Het Hof heeft de zaak ter zitting behandeld op 20 september 2005, waar appellante en haar gemachtigde, mr. W.E. Fortin, advocaat, en de Gezaghebber, vertegenwoordigd door mr. J.G. Ricardo, zijn verschenen.
2.1. Ingevolge artikel 16, eerste lid, van de Landsverordening administratieve rechtspraak (hierna: de Lar), voor zover thans van belang, wordt het beroepschrift ingediend binnen zes weken na de dag waarop de beschikking is gegeven.
Ingevolge het tweede lid geldt de dag waarop de beschikking is verzonden of uitgereikt als de dag waarop deze is gegeven.
Ingevolge het derde lid blijft niet ontvankelijkverklaring, wanneer het beroepschrift na afloop van de daarvoor gestelde termijn is ingediend, op grond daarvan achterwege, indien de indiener aantoont dat de termijnoverschrijding het gevolg is van niet aan hem toe te rekenen bijzondere omstandigheden en dat hij het beroep heeft ingesteld zo spoedig als dit redelijkerwijs verlangd kon worden.
2.2. Appellante klaagt tevergeefs dat de brief van de Gezaghebber van 14 september 2005 buiten beschouwing moet worden gelaten, reeds omdat de Lar dit gevolg aan het gestelde niet tijdig indienen van het verweerschrift niet verbindt.

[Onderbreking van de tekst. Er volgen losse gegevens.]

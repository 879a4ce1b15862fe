//! ホスト書き換えルール
//!
//! 接続先だけを差し替えるためのルール。論理的なリクエスト URL と `Host` ヘッダーは変えない。
//!
//! `from` パターン中の `*` は任意長の文字列にマッチし、キャプチャになる。
//! `to` の中では `$1` から `$9` でキャプチャを参照できる。
//! 大文字小文字は区別しない。
//!
//! ```rust
//! use socket_http11::HostRule;
//!
//! let rules = vec![HostRule::new("domain.com", "127.0.0.1:8123")];
//! let rewritten = socket_http11::host_rules::rewrite(&rules, "http://domain.com/api");
//! assert_eq!(rewritten.as_deref(), Some("http://127.0.0.1:8123/api"));
//! ```

use crate::error::Result;
use crate::url::Url;

/// ホスト書き換えルール
#[derive(Debug, Clone, PartialEq, Eq)]
pub struct HostRule {
    /// マッチさせるパターン (`*` はワイルドカード)
    pub from: String,
    /// 置き換え先 (`$n` でキャプチャを参照)
    pub to: String,
}

impl HostRule {
    /// ルールを作成
    pub fn new(from: impl Into<String>, to: impl Into<String>) -> Self {
        Self {
            from: from.into(),
            to: to.into(),
        }
    }

    /// ルールを適用
    ///
    /// パターンが入力中に現れなければ `None` を返す。
    /// 複数箇所に現れる場合は最も左の一箇所だけを置き換える。
    pub fn apply(&self, input: &str) -> Option<String> {
        if self.from.is_empty() {
            return None;
        }
        let pattern = self.from.as_bytes();
        for start in 0..=input.len() {
            if !input.is_char_boundary(start) {
                continue;
            }
            let mut captures = Vec::new();
            if let Some(end) = match_at(pattern, input, start, &mut captures) {
                let replacement = expand(&self.to, input, &captures);
                let mut out = String::with_capacity(input.len() + replacement.len());
                out.push_str(&input[..start]);
                out.push_str(&replacement);
                out.push_str(&input[end..]);
                return Some(out);
            }
        }
        None
    }
}

/// ルール列を URL 文字列に適用
///
/// 最初にマッチしたルールだけを使う。どれもマッチしなければ `None`。
pub fn rewrite(rules: &[HostRule], url: &str) -> Option<String> {
    rules.iter().find_map(|rule| rule.apply(url))
}

/// ルール列を適用して接続先 URL を求める
///
/// マッチしなければ元の URL をそのまま返す。
pub fn resolve(rules: &[HostRule], url: &Url) -> Result<Url> {
    match rewrite(rules, &url.to_string()) {
        Some(rewritten) => {
            tracing::debug!(from = %url, to = %rewritten, "host rule applied");
            Url::parse(&rewritten)
        }
        None => Ok(url.clone()),
    }
}

/// `start` からパターンをマッチさせ、マッチした終端位置を返す
///
/// `*` は貪欲にマッチし、失敗したら短くしてやり直す。
fn match_at(
    pattern: &[u8],
    text: &str,
    pos: usize,
    captures: &mut Vec<(usize, usize)>,
) -> Option<usize> {
    let Some((&first, rest)) = pattern.split_first() else {
        return Some(pos);
    };
    if first == b'*' {
        for end in (pos..=text.len()).rev() {
            if !text.is_char_boundary(end) {
                continue;
            }
            captures.push((pos, end));
            if let Some(matched) = match_at(rest, text, end, captures) {
                return Some(matched);
            }
            captures.pop();
        }
        return None;
    }
    let byte = *text.as_bytes().get(pos)?;
    if byte.eq_ignore_ascii_case(&first) {
        match_at(rest, text, pos + 1, captures)
    } else {
        None
    }
}

/// 置き換え先の `$n` をキャプチャで展開
fn expand(template: &str, text: &str, captures: &[(usize, usize)]) -> String {
    let mut out = String::with_capacity(template.len());
    let mut chars = template.chars().peekable();
    while let Some(c) = chars.next() {
        if c != '$' {
            out.push(c);
            continue;
        }
        match chars.peek().copied() {
            Some('$') => {
                chars.next();
                out.push('$');
            }
            Some(d @ '1'..='9') => {
                chars.next();
                let index = d as usize - '1' as usize;
                if let Some(&(s, e)) = captures.get(index) {
                    out.push_str(&text[s..e]);
                }
            }
            _ => out.push('$'),
        }
    }
    out
}

#[cfg(test)]
mod tests {
    use super::*;

    #[test]
    fn test_literal_rule() {
        let rule = HostRule::new("domain.com", "127.0.0.1:8123");
        assert_eq!(
            rule.apply("http://domain.com/api").as_deref(),
            Some("http://127.0.0.1:8123/api")
        );
    }

    #[test]
    fn test_case_insensitive() {
        let rule = HostRule::new("Domain.COM", "localhost");
        assert_eq!(
            rule.apply("http://domain.com/").as_deref(),
            Some("http://localhost/")
        );
    }

    #[test]
    fn test_dot_is_literal() {
        let rule = HostRule::new("a.com", "b.com");
        assert_eq!(rule.apply("http://abcom/"), None);
    }

    #[test]
    fn test_wildcard_capture() {
        let rule = HostRule::new("*.example.com", "$1.test.local");
        assert_eq!(
            rule.apply("api.example.com").as_deref(),
            Some("api.test.local")
        );
    }

    #[test]
    fn test_wildcard_in_url() {
        let rule = HostRule::new("http://*.dev/", "http://127.0.0.1:9000/$1/");
        assert_eq!(
            rule.apply("http://app.dev/index").as_deref(),
            Some("http://127.0.0.1:9000/app/index")
        );
    }

    #[test]
    fn test_first_rule_wins() {
        let rules = vec![
            HostRule::new("nomatch.org", "x"),
            HostRule::new("domain.com", "first"),
            HostRule::new("domain.com", "second"),
        ];
        assert_eq!(
            rewrite(&rules, "http://domain.com/").as_deref(),
            Some("http://first/")
        );
    }

    #[test]
    fn test_no_match() {
        let rules = vec![HostRule::new("other.com", "x")];
        assert_eq!(rewrite(&rules, "http://domain.com/"), None);
        assert_eq!(rewrite(&[], "http://domain.com/"), None);
    }

    #[test]
    fn test_dollar_escape() {
        let rule = HostRule::new("a", "$$x$");
        assert_eq!(rule.apply("a").as_deref(), Some("$x$"));
    }

    #[test]
    fn test_resolve_url() {
        let rules = vec![HostRule::new("domain.com", "127.0.0.1:8123")];
        let url = Url::parse("http://domain.com/api?q=1").unwrap();
        let target = resolve(&rules, &url).unwrap();
        assert_eq!(target.host(), "127.0.0.1");
        assert_eq!(target.port_or_default(), 8123);
        assert_eq!(target.request_target(), "/api?q=1");
        // 元の URL は変わらない
        assert_eq!(url.host_header_value(), "domain.com");
    }
}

2.3. Niet in geschil is dat de beschikking op 9 juni 2004 is verzonden. De termijn voor het indienen van een beroepschrift is derhalve aangevangen op 10 juni 2004 en geëindigd op 21 juli 2004. Nu appellante het beroepschrift op 10 augustus 2004 bij het Gerecht heeft ingediend, is het beroep niet tijdig ingesteld.

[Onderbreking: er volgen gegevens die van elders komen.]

//! 送信するリクエストメッセージの組み立て
//!
//! 呼び出し側のヘッダーは書き換えず、送信のたびに複製へ Host / Content-Length /
//! Authorization / Cookie を足して 1 つのバイト列にする。

use crate::headers::Headers;
use crate::multipart::{content_type_for, extract_boundary};
use crate::request::Payload;
use crate::url::Url;

/// リクエストターゲットの形式
#[derive(Debug, Clone, Copy, Default, PartialEq, Eq)]
pub enum TargetForm {
    /// `path[?query]` (origin-form)
    #[default]
    Origin,
    /// `scheme://host[:port]path[?query]` (平文 HTTP プロキシ経由)
    Absolute,
}

/// 組み立て済みのリクエスト
#[derive(Debug, Clone, PartialEq, Eq)]
pub struct RequestMessage {
    /// メソッド
    pub method: String,
    /// リクエストターゲット
    pub target: String,
    /// 実際に送るヘッダー
    pub headers: Headers,
    /// 実際に送るボディ
    pub body: Vec<u8>,
}

impl RequestMessage {
    /// バイト列にエンコード
    pub fn encode(&self) -> Vec<u8> {
        let mut buf = Vec::with_capacity(256 + self.body.len());

        // Request line: METHOD SP request-target SP HTTP/1.1 CRLF
        buf.extend_from_slice(self.method.as_bytes());
        buf.push(b' ');
        buf.extend_from_slice(self.target.as_bytes());
        buf.extend_from_slice(b" HTTP/1.1\r\n");

        for (name, value) in self.headers.iter() {
            buf.extend_from_slice(name.as_bytes());
            buf.extend_from_slice(b": ");
            buf.extend_from_slice(value.as_bytes());
            buf.extend_from_slice(b"\r\n");
        }

        buf.extend_from_slice(b"\r\n");
        buf.extend_from_slice(&self.body);
        buf
    }
}

/// リクエストメッセージのビルダー
///
/// `url` は Host ヘッダーとリクエストターゲットに使う論理 URL。
/// ホスト書き換えルールで接続先が変わっても Host は元のホストのまま送る。
#[derive(Debug)]
pub struct MessageBuilder<'a> {
    method: &'a str,
    url: &'a Url,
    headers: &'a Headers,
    payload: &'a Payload,
    target_form: TargetForm,
    extra: Vec<(String, String)>,
}

impl<'a> MessageBuilder<'a> {
    /// 新しいビルダーを作成
    pub fn new(method: &'a str, url: &'a Url, headers: &'a Headers, payload: &'a Payload) -> Self {
        Self {
            method,
            url,
            headers,
            payload,
            target_form: TargetForm::Origin,
            extra: Vec::new(),
        }
    }

    /// ターゲット形式を設定
    pub fn target_form(mut self, target_form: TargetForm) -> Self {
        self.target_form = target_form;
        self
    }

    /// このメッセージだけに載せるヘッダーを設定 (同名の既存ヘッダーを置き換える)
    pub fn header(mut self, name: &str, value: &str) -> Self {
        self.extra.push((name.to_string(), value.to_string()));
        self
    }

    /// 値があればヘッダーを設定
    pub fn header_opt(self, name: &str, value: Option<&str>) -> Self {
        match value {
            Some(value) => self.header(name, value),
            None => self,
        }
    }

    /// 送るボディ
    ///
    /// GET / HEAD はボディを送らない。
    pub fn body(&self) -> Vec<u8> {
        if is_bodiless_method(self.method) {
            return Vec::new();
        }
        self.payload.to_bytes()
    }

    /// メッセージを組み立てる
    pub fn build(self) -> RequestMessage {
        let body = self.body();
        let mut headers = self.headers.clone();

        if matches!(self.payload, Payload::Multipart(_)) && !body.is_empty() {
            // 実際のボディの境界文字列で Content-Type を上書きする
            if let Some(boundary) = extract_boundary(&body) {
                headers.set("Content-Type", &content_type_for(&boundary));
            }
        }

        for (name, value) in &self.extra {
            headers.set(name, value);
        }

        if !headers.has("Host") {
            headers.prepend("Host", &self.url.host_header_value());
        }

        if !is_bodiless_method(self.method) && !headers.has("Content-Length") {
            headers.append("Content-Length", &body.len().to_string());
        }

        let target = match self.target_form {
            TargetForm::Origin => self.url.request_target(),
            TargetForm::Absolute => format!("{}{}", self.url.origin(), self.url.request_target()),
        };

        RequestMessage {
            method: self.method.to_string(),
            target,
            headers,
            body,
        }
    }

    /// 組み立ててバイト列にする
    pub fn encode(self) -> Vec<u8> {
        self.build().encode()
    }
}

/// Content-Length を付けずボディも送らないメソッドか
pub fn is_bodiless_method(method: &str) -> bool {
    method.eq_ignore_ascii_case("GET") || method.eq_ignore_ascii_case("HEAD")
}

#[cfg(test)]
mod tests {
    use super::*;
    use crate::multipart::MultipartBuilder;

    fn url(s: &str) -> Url {
        Url::parse(s).unwrap()
    }

    #[test]
    fn test_get_request() {
        let u = url("http://example.com/path?q=1");
        let headers = Headers::new();
        let bytes = MessageBuilder::new("GET", &u, &headers, &Payload::None).encode();
        assert_eq!(
            bytes,
            b"GET /path?q=1 HTTP/1.1\r\nHost: example.com\r\n\r\n".to_vec()
        );
    }

    #[test]
    fn test_host_includes_non_default_port() {
        let u = url("http://example.com:8080/");
        let headers = Headers::new();
        let message = MessageBuilder::new("GET", &u, &headers, &Payload::None).build();
        assert_eq!(message.headers.get("Host"), Some("example.com:8080"));
    }

    #[test]
    fn test_caller_host_kept() {
        let u = url("http://127.0.0.1:8123/");
        let headers = Headers::parse("host: domain.com");
        let message = MessageBuilder::new("GET", &u, &headers, &Payload::None).build();
        assert_eq!(message.headers.get_all("Host"), vec!["domain.com"]);
    }

    #[test]
    fn test_get_never_gets_content_length() {
        let u = url("http://a/");
        let headers = Headers::new();
        let payload = Payload::Text("ignored".to_string());
        for method in ["GET", "HEAD", "get"] {
            let message = MessageBuilder::new(method, &u, &headers, &payload).build();
            assert!(!message.headers.has("Content-Length"));
            assert!(message.body.is_empty());
        }
    }

    #[test]
    fn test_post_text_normalized() {
        let u = url("http://a/submit");
        let headers = Headers::parse("Content-Type: text/plain");
        let payload = Payload::Text("a\nb\r\nc".to_string());
        let message = MessageBuilder::new("POST", &u, &headers, &payload).build();
        assert_eq!(message.body, b"a\r\nb\r\nc");
        assert_eq!(message.headers.get("Content-Length"), Some("7"));
        let bytes = message.encode();
        assert!(bytes.starts_with(b"POST /submit HTTP/1.1\r\nHost: a\r\n"));
        assert!(bytes.ends_with(b"\r\n\r\na\r\nb\r\nc"));
    }

    #[test]
    fn test_post_empty_body_has_zero_length() {
        let u = url("http://a/");
        let headers = Headers::new();
        let message = MessageBuilder::new("DELETE", &u, &headers, &Payload::None).build();
        assert_eq!(message.headers.get("Content-Length"), Some("0"));
    }

    #[test]
    fn test_caller_content_length_kept() {
        let u = url("http://a/");
        let headers = Headers::parse("Content-Length: 3");
        let payload = Payload::Binary(b"abc".to_vec());
        let message = MessageBuilder::new("PUT", &u, &headers, &payload).build();
        assert_eq!(message.headers.get_all("content-length"), vec!["3"]);
    }

    #[test]
    fn test_multipart_content_type_rewritten() {
        let u = url("http://a/upload");
        let headers = Headers::parse("Content-Type: multipart/form-data; boundary=stale");
        let payload = Payload::Multipart(MultipartBuilder::with_boundary("fresh").text_field("k", "v"));
        let message = MessageBuilder::new("POST", &u, &headers, &payload).build();
        assert_eq!(
            message.headers.get("Content-Type"),
            Some("multipart/form-data; boundary=fresh")
        );
    }

    #[test]
    fn test_extra_headers_do_not_touch_caller() {
        let u = url("http://a/");
        let headers = Headers::parse("Authorization: old\nAccept: */*");
        let message = MessageBuilder::new("GET", &u, &headers, &Payload::None)
            .header("Authorization", "Basic xyz")
            .header_opt("Cookie", Some("a=1"))
            .header_opt("Proxy-Authorization", None)
            .build();
        assert_eq!(message.headers.get("Authorization"), Some("Basic xyz"));
        assert_eq!(message.headers.get("Cookie"), Some("a=1"));
        assert!(!message.headers.has("Proxy-Authorization"));
        assert_eq!(headers.get("Authorization"), Some("old"));
        assert!(!headers.has("Host"));
    }

    #[test]
    fn test_absolute_form() {
        let u = url("http://example.com:8080/a?b=c");
        let headers = Headers::new();
        let message = MessageBuilder::new("GET", &u, &headers, &Payload::None)
            .target_form(TargetForm::Absolute)
            .build();
        assert_eq!(message.target, "http://example.com:8080/a?b=c");
    }
}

2.4. Appellante klaagt dat het Gerecht ten onrechte geen aanleiding heeft gezien om niet ontvankelijkverklaring van het beroep op de voet van artikel 16, derde lid, van de Lar achterwege te laten. Daartoe voert zij aan dat de Gezaghebber de beschikking naar haar oude adres heeft verzonden, hoewel hij op de hoogte was van het nieuwe. Zij stelt in dit verband dat uit een afschrift van een "Overzicht passagiers" van de vreemdelingendienst Luchthaven van het Korps Politie Nederlandse Antillen – Curaçao blijkt dat zij op 19 september 2003 Curaçao is ingereisd en dat zij bij die gelegenheid heeft opgegeven dat zij op het adres [nieuwe adres] bij familie zal verblijven.
2.4.1. De beschikking is naar het adres [oude adres] verzonden, dat op het aanvraagformulier is vermeld. De Gezaghebber heeft betwist dat appellante, zoals zij in hoger beroep heeft gesteld, de vreemdelingendienst, zowel telefonisch, als schriftelijk heeft bericht van haar adreswijziging. Nu appellante haar stelling niet heeft gestaafd, is het aldus gestelde niet aannemelijk gemaakt.
Het door appellante bij haar inreis opgegeven adres is in het Netherlands Antilles Visitors Entry (NAVE) systeem geregistreerd. Dit is een passagiersregister, waarin personen, aan wie voor kort verblijf toegang tot de Nederlandse Antillen is verleend, worden vermeld. Personen, aan wie anders dan voor kort verblijf toegang wordt verleend, worden geregistreerd in het Nederlands Antilliaanse Vreemdelingen Administratie Systeem (hierna: NAVAS systeem). Ter zitting heeft de Gezaghebber verklaard dat deze twee registraties niet aan elkaar zijn gekoppeld, zodat hij niet op de hoogte was of kon zijn van het door appellante bij haar binnenkomst opgegeven adres. Het Hof ziet geen aanleiding om aan de juistheid van deze verklaring te twijfelen.
Onder die omstandigheden bestaat geen grond voor het oordeel dat de Gezaghebber bij het verzenden van de beschikking ten onrechte het op dat moment op basis van het door appellante op het aanvraagformulier vermelde in het NAVAS-systeem geregistreerde adres heeft gebruikt. De klacht van appellante faalt.
2.5. Het Gerecht heeft het beroep terecht niet ontvankelijk verklaard. Het hoger beroep is ongegrond. De aangevallen uitspraak dient te worden bevestigd.
2.6. Voor een proceskostenveroordeling bestaat geen aanleiding.
Het Gemeenschappelijk Hof van Justitie van de Nederlandse Antillen en Aruba
Recht doende in naam der Koningin:
bevestigt de aangevallen uitspraak.
Aldus vastgesteld door mr. W.P.M. ter Berg, Voorzitter, en mr. C.H. Govaerts en mr. R.W.L. Loeb, Leden, in tegenwoordigheid van mr. N.M. Martinez, griffier.
w.g. Ter Berg, Voorzitter
w.g. Martinez, griffier
Uitgesproken in het openbaar op 21 november 2005.